Tutto questo mentre l’Italia e tutta l’Unione europea annunciano aiuti economici e auspicano la costruzione di altre strutture detentive per stranieri in Libia. "I libici ci hanno detto chiaramente che c’è un accordo forte con l’Italia, hanno elogiato il ruolo del nostro governo. Ci hanno detto che l’Italia mette a loro disposizione elicotteri e imbarcazioni per il controllo delle coste e del deserto libico. Questo è stato detto in maniera chiara. Su un punto il console libico è rimasto vago: alla domanda se l’Italia paga i voli charter per rimpatriare gli immigrati dalla Libia verso altri Paesi, non ha dato risposte".

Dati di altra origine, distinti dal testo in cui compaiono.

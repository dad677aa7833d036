use std::sync::Arc;

use agenda_core::{models::slot::ListSlotsResponse, services::availability};
use axum::{
    Json,
    extract::{Path, Query, State},
};
use uuid::Uuid;

use crate::{ApiState, handlers::RangeQuery, middleware::error_handling::AppError};

#[axum::debug_handler]
pub async fn list_slots(
    State(state): State<Arc<ApiState>>,
    Path(professional_id): Path<Uuid>,
    Query(range): Query<RangeQuery>,
) -> Result<Json<ListSlotsResponse>, AppError> {
    let slots =
        availability::list_slots(state.store.as_ref(), professional_id, range.from, range.to).await?;
    Ok(Json(slots))
}
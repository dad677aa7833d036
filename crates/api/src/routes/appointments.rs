use axum::{
    Router,
    routing::{patch, post},
};
use std::sync::Arc;

use crate::{ApiState, handlers};

pub fn routes() -> Router<Arc<ApiState>> {
    Router::new()
        .route("/api/appointments/:id", patch(handlers::appointments::patch_appointment))
        .route(
            "/api/appointments/:id/cancel",
            post(handlers::appointments::cancel_appointment),
        )
        .route(
            "/api/appointments/:id/reschedule-token",
            post(handlers::appointments::issue_reschedule_token),
        )
}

Con i presunti aiuti alla Libia, l’Italia sta per caso finanziando centri di detenzione come quello di Fellah? "Noi, nonostante un’interrogazione parlamentare abbia chiesto al ministro dell’interno Pisanu di rendere noto l’accordo italo-libico, notizie ufficiali non ne abbiamo. Il fatto però che la Libia si vanti del buon accordo di cooperazione con l’Italia, lascia pensare che in futuro il nostro paese potrebbe finanziare anche cpt come quello di Fellah. Del resto ci sono molte dichiarazioni, anche a livello europeo, che vanno in questa direzione".

Secondo varie testimonianze gli immigrati verrebbero deportati con i camion alla frontiera e lasciati morire nel deserto. Avete avuto conferme di questo? "Che gli immigrati muoiano nel deserto è ormai ufficiale. Anche i libici lo hanno confermato, spiegando però che queste persone muoiono di stenti nel deserto mentre tentano di arrivare in Libia e non il contrario. Noi abbiamo ribattuto, per esempio, che ci sono prove di profughi nigeriani rispediti indietro. Ci hanno risposto che loro hanno l’obbligo di riportarli alle frontiere".

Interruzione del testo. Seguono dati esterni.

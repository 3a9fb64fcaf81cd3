//! Request bodies sent to the Mattermost REST API.

use serde_json::{Value, json};

/// Create the JSON body for `POST /api/v4/posts/ephemeral`.
///
/// Ephemeral posts are shown only to `user_id` and are not stored in the
/// channel history.
///
/// # Examples
///
/// ```
/// use share_post::mattermost::response_builder::create_ephemeral_payload;
///
/// let payload = create_ephemeral_payload("channel-id", "user-id", "Only you can see this");
/// assert_eq!(payload["post"]["channel_id"], "channel-id");
/// ```
#[must_use]
pub fn create_ephemeral_payload(channel_id: &str, user_id: &str, message: &str) -> Value {
    json!({
        "user_id": user_id,
        "post": {
            "channel_id": channel_id,
            "message": message,
        }
    })
}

Secondo il ministro dell’interno italiano Pisanu dalla Libia ci sarebbe un milione di persone in partenza per l’Italia. Avete avuto modo di verificare se è vero? "Lo dicono anche i libici. Ma credo che sia solo propaganda. La mia impressione è che si tratti di numeri buttati lì a caso per giustificare tutto. I numeri più sono alti e più fanno comodo, sia alla Libia che vuole più soldi sia all’Italia e all’Europa che non vogliono immigrati".

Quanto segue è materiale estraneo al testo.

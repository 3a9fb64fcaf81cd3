//! Mattermost REST API client module
//!
//! Implements [`ContentApi`] over the `/api/v4` endpoints with a bot token.

use async_trait::async_trait;
use reqwest::{Client, Response, StatusCode};
use serde::de::DeserializeOwned;
use serde_json::Value;
use std::time::Duration;
use tracing::debug;
use url::Url;

use super::api::ContentApi;
use super::response_builder::create_ephemeral_payload;
use crate::core::config::AppConfig;
use crate::core::models::{Post, PostList, Team};
use crate::errors::ContentApiError;

static HTTP_CLIENT: std::sync::LazyLock<Client> = std::sync::LazyLock::new(|| {
    Client::builder()
        .timeout(Duration::from_secs(30))
        .build()
        .unwrap_or_else(|_| Client::new())
});

pub struct MattermostClient {
    api_url: String,
    token: String,
}

impl MattermostClient {
    #[must_use]
    pub fn new(api_url: &str, token: String) -> Self {
        Self {
            api_url: api_url.trim_end_matches('/').to_string(),
            token,
        }
    }

    #[must_use]
    pub fn from_config(config: &AppConfig) -> Self {
        Self::new(&config.api_url, config.bot_token.clone())
    }

    /// Builds `<api_url>/api/v4/<segments...>`.
    ///
    /// Each segment is percent-encoded on its own, so an id can never add or
    /// climb out of path segments.
    fn endpoint(&self, segments: &[&str]) -> Result<Url, ContentApiError> {
        if let Some(bad) = segments
            .iter()
            .find(|s| s.is_empty() || **s == "." || **s == "..")
        {
            return Err(ContentApiError::InvalidRequest(format!(
                "invalid path segment {bad:?}"
            )));
        }

        let mut url = Url::parse(&self.api_url).map_err(|e| {
            ContentApiError::InvalidRequest(format!("invalid API URL {}: {e}", self.api_url))
        })?;
        url.path_segments_mut()
            .map_err(|()| {
                ContentApiError::InvalidRequest(format!(
                    "API URL {} cannot have a path",
                    self.api_url
                ))
            })?
            .pop_if_empty()
            .extend(["api", "v4"])
            .extend(segments);
        Ok(url)
    }

    async fn get_json<T: DeserializeOwned>(
        &self,
        segments: &[&str],
        resource: &'static str,
        id: &str,
    ) -> Result<T, ContentApiError> {
        let url = self.endpoint(segments)?;
        debug!(url = %url, "GET");

        let resp = HTTP_CLIENT
            .get(url)
            .bearer_auth(&self.token)
            .send()
            .await?;
        let resp = check_status(resp, resource, id).await?;

        Ok(resp.json::<T>().await?)
    }
}

/// Turns a non-success response into a typed error.
async fn check_status(
    resp: Response,
    resource: &'static str,
    id: &str,
) -> Result<Response, ContentApiError> {
    let status = resp.status();
    if status.is_success() {
        return Ok(resp);
    }
    if status == StatusCode::NOT_FOUND {
        return Err(ContentApiError::NotFound {
            resource,
            id: id.to_string(),
        });
    }

    let body = resp.text().await.unwrap_or_default();
    Err(ContentApiError::Rejected {
        status: status.as_u16(),
        message: extract_error_message(&body),
    })
}

/// Pulls `message` out of a Mattermost `AppError` body, falling back to the raw text.
fn extract_error_message(body: &str) -> String {
    serde_json::from_str::<Value>(body)
        .ok()
        .and_then(|v| v.get("message").and_then(Value::as_str).map(str::to_string))
        .unwrap_or_else(|| {
            let trimmed = body.trim();
            if trimmed.is_empty() {
                "no error details".to_string()
            } else {
                trimmed.to_string()
            }
        })
}

#[async_trait]
impl ContentApi for MattermostClient {
    async fn get_team(&self, team_id: &str) -> Result<Team, ContentApiError> {
        self.get_json(&["teams", team_id], "team", team_id).await
    }

    async fn get_post(&self, post_id: &str) -> Result<Post, ContentApiError> {
        self.get_json(&["posts", post_id], "post", post_id).await
    }

    async fn get_post_thread(&self, post_id: &str) -> Result<PostList, ContentApiError> {
        self.get_json(&["posts", post_id, "thread"], "post", post_id)
            .await
    }

    async fn create_post(&self, post: &Post) -> Result<Post, ContentApiError> {
        let resp = HTTP_CLIENT
            .post(self.endpoint(&["posts"])?)
            .bearer_auth(&self.token)
            .json(post)
            .send()
            .await?;
        let resp = check_status(resp, "channel", &post.channel_id).await?;

        Ok(resp.json::<Post>().await?)
    }

    async fn delete_post(&self, post_id: &str) -> Result<(), ContentApiError> {
        let resp = HTTP_CLIENT
            .delete(self.endpoint(&["posts", post_id])?)
            .bearer_auth(&self.token)
            .send()
            .await?;
        check_status(resp, "post", post_id).await?;
        Ok(())
    }

    async fn send_ephemeral_post(
        &self,
        channel_id: &str,
        user_id: &str,
        message: &str,
    ) -> Result<(), ContentApiError> {
        let payload = create_ephemeral_payload(channel_id, user_id, message);
        let resp = HTTP_CLIENT
            .post(self.endpoint(&["posts", "ephemeral"])?)
            .bearer_auth(&self.token)
            .json(&payload)
            .send()
            .await?;
        check_status(resp, "channel", channel_id).await?;
        Ok(())
    }
}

Dopo questa visita cosa farete? "Intanto, questa visita mi auguro che diventi oggetto di discussione nel Parlamento europeo. Non bisogna far finta che la cosa non ci riguarda. L’Ue deve impedire che con i soldi dell’Europa vanga favorita la violazione dei diritti umani, perché quello che abbiamo visto martedì nel cpt libico è una cosa disumana e degradante".